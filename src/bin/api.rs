use std::sync::Arc;
use tracing::info;
use tracing_subscriber::EnvFilter;
use voice_currency_converter::{
    api::start_server, config::Settings, orchestrator::ConversionOrchestrator,
    rates::HttpRateProvider,
};

#[tokio::main]
async fn main() -> Result<(), Box<dyn std::error::Error>> {
    // Load environment variables
    dotenv::dotenv().ok();

    // Initialize tracing
    tracing_subscriber::fmt()
        .with_env_filter(EnvFilter::try_from_default_env().unwrap_or_else(|_| EnvFilter::new("info")))
        .init();

    let settings = Settings::from_env()?;

    info!("🎧 VoiceCurrency - API Server");
    info!("📍 Port: {}", settings.api_port);
    info!("💱 Rate service: {}", settings.rates_api.base_url);

    let provider = HttpRateProvider::new(settings.rates_api.clone())?;
    let orchestrator = Arc::new(ConversionOrchestrator::new(Arc::new(provider)));

    info!("✅ Orchestrator initialized");
    info!("📡 Starting API server...");

    start_server(orchestrator, settings.api_port).await?;

    Ok(())
}
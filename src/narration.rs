//! Result narration
//!
//! Builds the sentence handed to speech synthesis and the on-screen line.

use crate::models::ConversionResult;
use crate::speech::{Utterance, VoiceSettings};

/// "100 USD equals 92.35 EUR"
pub fn narrate(result: &ConversionResult) -> String {
    format!(
        "{} {} equals {} {}",
        result.amount.normalize(),
        result.from_currency,
        result.converted_amount.normalize(),
        result.to_currency
    )
}

/// Narration wrapped with the fixed voice parameters
pub fn utterance_for(result: &ConversionResult) -> Utterance {
    Utterance {
        text: narrate(result),
        voice: VoiceSettings::default(),
    }
}

/// "💵 100 USD = 💶 92.35 EUR"
pub fn display_line(result: &ConversionResult) -> String {
    format!(
        "{} {} {} = {} {} {}",
        result.from_symbol,
        result.amount.normalize(),
        result.from_currency,
        result.to_symbol,
        result.converted_amount.normalize(),
        result.to_currency
    )
}
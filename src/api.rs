//! REST API Server for the voice currency converter
//!
//! Exposes manual entry, transcript conversion and per-session UI state
//! over HTTP for a browser front-end.

use axum::{
    extract::{Path, State},
    http::StatusCode,
    routing::{get, post},
    Json, Router,
};
use rust_decimal::Decimal;
use serde::{Deserialize, Serialize};
use std::sync::Arc;
use tower_http::cors::CorsLayer;
use tower_http::trace::TraceLayer;
use tracing::info;
use uuid::Uuid;

use crate::currency::supported_currencies;
use crate::error::{ConversionFailureKind, VoiceCurrencyError};
use crate::models::{ConversionRequest, ConversionResult};
use crate::narration::{display_line, utterance_for};
use crate::orchestrator::ConversionOrchestrator;
use crate::state::{NotificationLevel, SessionStore};

/// =============================
/// Request Models
/// =============================

#[derive(Debug, Deserialize)]
pub struct ManualConversionRequest {
    pub amount: Decimal,
    pub from: String,
    pub to: String,
}

#[derive(Debug, Deserialize)]
pub struct TranscriptRequest {
    pub transcript: String,
}

/// =============================
/// Response Wrapper
/// =============================

#[derive(Debug, Serialize, Deserialize)]
pub struct ApiResponse {
    pub success: bool,
    pub data: Option<serde_json::Value>,
    pub error: Option<String>,
    pub timestamp: String,
}

impl ApiResponse {
    pub fn success<T: Serialize>(data: T) -> Self {
        Self {
            success: true,
            data: serde_json::to_value(data).ok(),
            error: None,
            timestamp: chrono::Utc::now().to_rfc3339(),
        }
    }

    pub fn error(message: String) -> Self {
        Self {
            success: false,
            data: None,
            error: Some(message),
            timestamp: chrono::Utc::now().to_rfc3339(),
        }
    }

    /// Failure that still carries state the client should render
    pub fn error_with_data<T: Serialize>(message: String, data: T) -> Self {
        Self {
            success: false,
            data: serde_json::to_value(data).ok(),
            error: Some(message),
            timestamp: chrono::Utc::now().to_rfc3339(),
        }
    }
}

type ApiResult = (StatusCode, Json<ApiResponse>);

fn status_for(err: &VoiceCurrencyError) -> StatusCode {
    match err {
        VoiceCurrencyError::Parse(_) | VoiceCurrencyError::UnsupportedCurrency(_) => {
            StatusCode::UNPROCESSABLE_ENTITY
        }
        VoiceCurrencyError::Conversion(failure) => match failure.kind {
            ConversionFailureKind::InvalidConversion => StatusCode::UNPROCESSABLE_ENTITY,
            ConversionFailureKind::NetworkError => StatusCode::BAD_GATEWAY,
        },
        VoiceCurrencyError::SessionNotFound(_) => StatusCode::NOT_FOUND,
        VoiceCurrencyError::SessionBusy(_) => StatusCode::CONFLICT,
        _ => StatusCode::INTERNAL_SERVER_ERROR,
    }
}

fn error_response(err: VoiceCurrencyError) -> ApiResult {
    info!(error = %err, "Request failed");
    (status_for(&err), Json(ApiResponse::error(err.to_string())))
}

fn conversion_payload(result: &ConversionResult) -> serde_json::Value {
    serde_json::json!({
        "result": result,
        "display": display_line(result),
        "utterance": utterance_for(result),
    })
}

/// =============================
/// API State
/// =============================

#[derive(Clone)]
pub struct ApiState {
    pub orchestrator: Arc<ConversionOrchestrator>,
    pub sessions: Arc<SessionStore>,
}

/// =============================
/// Health & Catalogue
/// =============================

async fn health() -> Json<serde_json::Value> {
    Json(serde_json::json!({
        "status": "healthy",
        "timestamp": chrono::Utc::now().to_rfc3339()
    }))
}

async fn list_currencies() -> Json<ApiResponse> {
    Json(ApiResponse::success(supported_currencies()))
}

/// =============================
/// Conversion Endpoints
/// =============================

async fn manual_convert(
    State(state): State<ApiState>,
    Json(req): Json<ManualConversionRequest>,
) -> ApiResult {
    info!(amount = %req.amount, from = %req.from, to = %req.to, "Manual conversion request");

    let request = match ConversionRequest::manual(req.amount, &req.from, &req.to) {
        Ok(request) => request,
        Err(e) => return error_response(e),
    };

    match state.orchestrator.convert_request(&request).await {
        Ok(result) => (
            StatusCode::OK,
            Json(ApiResponse::success(conversion_payload(&result))),
        ),
        Err(failure) => error_response(failure.into()),
    }
}

async fn voice_convert(
    State(state): State<ApiState>,
    Json(req): Json<TranscriptRequest>,
) -> ApiResult {
    info!("Received transcript: {}", req.transcript);

    match state.orchestrator.parse_and_convert(&req.transcript).await {
        Ok(result) => {
            let mut payload = conversion_payload(&result);
            payload["transcript"] = serde_json::json!(req.transcript);
            (StatusCode::OK, Json(ApiResponse::success(payload)))
        }
        Err(e) => error_response(e),
    }
}

/// =============================
/// Session Endpoints
/// =============================

async fn create_session(State(state): State<ApiState>) -> ApiResult {
    let session_id = state.sessions.create().await;
    info!(%session_id, "Session created");

    (
        StatusCode::CREATED,
        Json(ApiResponse::success(serde_json::json!({ "session_id": session_id }))),
    )
}

async fn get_session(State(state): State<ApiState>, Path(session_id): Path<Uuid>) -> ApiResult {
    match state.sessions.snapshot(session_id).await {
        Ok(snapshot) => (StatusCode::OK, Json(ApiResponse::success(snapshot))),
        Err(e) => error_response(e),
    }
}

async fn session_transcript(
    State(state): State<ApiState>,
    Path(session_id): Path<Uuid>,
    Json(req): Json<TranscriptRequest>,
) -> ApiResult {
    let session = match state.sessions.get(session_id).await {
        Ok(session) => session,
        Err(e) => return error_response(e),
    };

    // the lock covers state transitions only, never the rate service call
    {
        let mut session_state = session.lock().await;
        if let Err(e) = session_state.start_listening() {
            return error_response(e);
        }
        session_state.finish_listening();
        session_state.record_transcript(req.transcript.clone());
        if let Err(e) = session_state.begin_conversion() {
            return error_response(e);
        }
    }

    let outcome = state.orchestrator.parse_and_convert(&req.transcript).await;

    let mut session_state = session.lock().await;
    let notification = session_state.settle_conversion(outcome);
    let utterance = session_state.conversion_result.as_ref().map(utterance_for);
    let data = serde_json::json!({
        "notification": &notification,
        "utterance": utterance,
        "session": &*session_state,
    });

    match notification.level {
        NotificationLevel::Error => (
            StatusCode::UNPROCESSABLE_ENTITY,
            Json(ApiResponse::error_with_data(notification.message, data)),
        ),
        _ => (StatusCode::OK, Json(ApiResponse::success(data))),
    }
}

async fn delete_session(
    State(state): State<ApiState>,
    Path(session_id): Path<Uuid>,
) -> ApiResult {
    match state.sessions.remove(session_id).await {
        Ok(()) => (
            StatusCode::OK,
            Json(ApiResponse::success(serde_json::json!({ "session_id": session_id }))),
        ),
        Err(e) => error_response(e),
    }
}

async fn toggle_dark_mode(
    State(state): State<ApiState>,
    Path(session_id): Path<Uuid>,
) -> ApiResult {
    let session = match state.sessions.get(session_id).await {
        Ok(session) => session,
        Err(e) => return error_response(e),
    };

    let is_dark_mode = session.lock().await.toggle_dark_mode();

    (
        StatusCode::OK,
        Json(ApiResponse::success(serde_json::json!({ "is_dark_mode": is_dark_mode }))),
    )
}

/// =============================
/// Router
/// =============================

pub fn create_router(orchestrator: Arc<ConversionOrchestrator>) -> Router {
    let state = ApiState {
        orchestrator,
        sessions: Arc::new(SessionStore::new()),
    };

    Router::new()
        .route("/health", get(health))
        .route("/api/currencies", get(list_currencies))
        .route("/api/convert", post(manual_convert))
        .route("/api/voice", post(voice_convert))
        .route("/api/sessions", post(create_session))
        .route(
            "/api/sessions/:session_id",
            get(get_session).delete(delete_session),
        )
        .route("/api/sessions/:session_id/transcript", post(session_transcript))
        .route("/api/sessions/:session_id/dark-mode", post(toggle_dark_mode))
        .with_state(state)
        .layer(TraceLayer::new_for_http())
        .layer(CorsLayer::permissive())
}

/// =============================
/// Server Startup
/// =============================

pub async fn start_server(
    orchestrator: Arc<ConversionOrchestrator>,
    port: u16,
) -> std::result::Result<(), Box<dyn std::error::Error>> {
    let router = create_router(orchestrator);

    let listener = tokio::net::TcpListener::bind(format!("0.0.0.0:{}", port)).await?;

    info!("API Server listening on http://0.0.0.0:{}", port);
    info!("Local: http://127.0.0.1:{}", port);

    axum::serve(listener, router).await?;

    Ok(())
}
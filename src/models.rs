// models.rs
use chrono::{DateTime, Duration, Utc};
use serde::{Deserialize, Serialize};

/// Longest accepted `question` / `choice_text`, mirrors the column width.
pub const MAX_TEXT_LEN: usize = 200;

pub type PollId = i64;
pub type ChoiceId = i64;

#[derive(Debug, Clone, PartialEq, Eq, Serialize, Deserialize, sqlx::FromRow)]
pub struct Poll {
    pub id: PollId,
    pub question: String,
    pub pub_date: DateTime<Utc>,
}

impl Poll {
    /// True when `pub_date` falls no earlier than one day before `now`.
    ///
    /// Future dates also count; hiding unpublished polls is the job of the
    /// store's visibility filter, not this predicate.
    pub fn was_published_recently(&self, now: DateTime<Utc>) -> bool {
        self.pub_date >= now - Duration::days(1)
    }

    pub fn is_published(&self, now: DateTime<Utc>) -> bool {
        self.pub_date <= now
    }
}

#[derive(Debug, Clone, PartialEq, Eq, Serialize, Deserialize, sqlx::FromRow)]
pub struct Choice {
    pub id: ChoiceId,
    pub poll_id: PollId,
    pub choice_text: String,
    pub votes: i32,
}

#[derive(Debug, Clone, Deserialize)]
pub struct NewPoll {
    pub question: String,
    pub pub_date: DateTime<Utc>,
}

#[derive(Debug, Clone, Deserialize)]
pub struct NewChoice {
    pub choice_text: String,
}

impl NewPoll {
    pub fn validate(&self) -> Result<(), String> {
        validate_text("question", &self.question)
    }
}

impl NewChoice {
    pub fn validate(&self) -> Result<(), String> {
        validate_text("choice_text", &self.choice_text)
    }
}

fn validate_text(field: &str, value: &str) -> Result<(), String> {
    if value.trim().is_empty() {
        return Err(format!("{field} is required"));
    }
    if value.chars().count() > MAX_TEXT_LEN {
        return Err(format!("{field} exceeds {MAX_TEXT_LEN} characters"));
    }
    Ok(())
}

/// A poll together with the choices created under it.
#[derive(Debug, Clone, Serialize)]
pub struct PollDetail {
    pub poll: Poll,
    pub choices: Vec<Choice>,
}

impl PollDetail {
    pub fn total_votes(&self) -> i64 {
        self.choices.iter().map(|c| i64::from(c.votes)).sum()
    }
}

/// Body of `POST /polls/{id}/vote`.
///
/// `choice` stays a raw string so a missing or garbled field can be reported
/// as a bad selection instead of a form rejection.
#[derive(Debug, Default)]
pub struct VoteForm {
    pub choice: Option<String>,
}

impl VoteForm {
    /// Builds the form from decoded urlencoded pairs. A repeated `choice`
    /// keeps its last value.
    pub fn from_pairs<I>(pairs: I) -> Self
    where
        I: IntoIterator<Item = (String, String)>,
    {
        let choice = pairs
            .into_iter()
            .filter(|(key, _)| key == "choice")
            .map(|(_, value)| value)
            .last();

        Self { choice }
    }

    pub fn choice_id(&self) -> Option<ChoiceId> {
        self.choice.as_deref().and_then(|raw| raw.trim().parse().ok())
    }
}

Problem description: Search the records above for the string "HttpRateProvider". Copy every line that contains it.

Written answer:
    rates::HttpRateProvider,
    let provider = HttpRateProvider::new(settings.rates_api.clone())?;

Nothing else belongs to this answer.